[Saved data entries]
_ _ _ _ _

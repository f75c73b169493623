//! Kinematic body (the hero)
//!
//! `position` is the authoritative sub-pixel location; `rect` is its
//! integer truncation and is what collides and what gets drawn.

use crate::input::{Action, InputState};
use crate::world::Rect;
use super::animation::AnimationStrip;

/// Frames in the hero's run cycle
pub const RUN_CYCLE_FRAMES: usize = 3;

/// Speeds applied by input
#[derive(Debug, Clone, Copy, PartialEq)]
pub struct Motion {
    /// Vertical velocity set by a jump (negative = up)
    pub jump_speed: f32,
    /// Horizontal speed while a direction is held
    pub run_speed: f32,
}

#[derive(Debug, Clone)]
pub struct Body {
    pub position: (f32, f32),
    pub rect: Rect,
    /// Units per second. x > 0 is rightward, y < 0 is upward.
    pub velocity: (f32, f32),
    pub grounded: bool,
    /// A horizontal direction key is held
    pub walking: bool,
    pub animation: AnimationStrip,
    motion: Motion,
}

impl Body {
    /// New body of the given size at a spawn point
    pub fn new(x: f32, y: f32, width: i32, height: i32, motion: Motion) -> Self {
        Self {
            position: (x, y),
            rect: Rect::new(x.trunc() as i32, y.trunc() as i32, width, height),
            velocity: (0.0, 0.0),
            grounded: true,
            walking: false,
            animation: AnimationStrip::looping(RUN_CYCLE_FRAMES),
            motion,
        }
    }

    /// Start the motion an action asks for. Non-hero actions are ignored.
    pub fn apply_input(&mut self, action: Action) {
        match action {
            Action::Jump => self.velocity.1 = self.motion.jump_speed,
            Action::MoveLeft => {
                self.velocity.0 = -self.motion.run_speed;
                self.walking = true;
            }
            Action::MoveRight => {
                self.velocity.0 = self.motion.run_speed;
                self.walking = true;
            }
            _ => {}
        }
    }

    /// Stop horizontal motion on release, then resume whichever direction
    /// is still held (left wins if both are).
    pub fn clear_input(&mut self, action: Action, held: &InputState) {
        if !action.is_horizontal() {
            return;
        }
        self.velocity.0 = 0.0;
        self.walking = false;

        if held.action_down(Action::MoveLeft) {
            self.apply_input(Action::MoveLeft);
        } else if held.action_down(Action::MoveRight) {
            self.apply_input(Action::MoveRight);
        }
    }

    /// Re-derive `rect.x` from `position.x`
    pub fn sync_rect_x(&mut self) {
        self.rect.x = self.position.0.trunc() as i32;
    }

    /// Re-derive `rect.y` from `position.y`
    pub fn sync_rect_y(&mut self) {
        self.rect.y = self.position.1.trunc() as i32;
    }
}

_ _ _ _ _

Go through the records from the first line and copy each one exactly, ending after the line that contains "a spawn point". Give nothing else.

**Answer section:**
repository f75c73b169493623
//! Kinematic body (the hero)
//!
//! `position` is the authoritative sub-pixel location; `rect` is its
//! integer truncation and is what collides and what gets drawn.

use crate::input::{Action, InputState};
use crate::world::Rect;
use super::animation::AnimationStrip;

/// Frames in the hero's run cycle
pub const RUN_CYCLE_FRAMES: usize = 3;

/// Speeds applied by input
#[derive(Debug, Clone, Copy, PartialEq)]
pub struct Motion {
    /// Vertical velocity set by a jump (negative = up)
    pub jump_speed: f32,
    /// Horizontal speed while a direction is held
    pub run_speed: f32,
}

#[derive(Debug, Clone)]
pub struct Body {
    pub position: (f32, f32),
    pub rect: Rect,
    /// Units per second. x > 0 is rightward, y < 0 is upward.
    pub velocity: (f32, f32),
    pub grounded: bool,
    /// A horizontal direction key is held
    pub walking: bool,
    pub animation: AnimationStrip,
    motion: Motion,
}

impl Body {
    /// New body of the given size at a spawn point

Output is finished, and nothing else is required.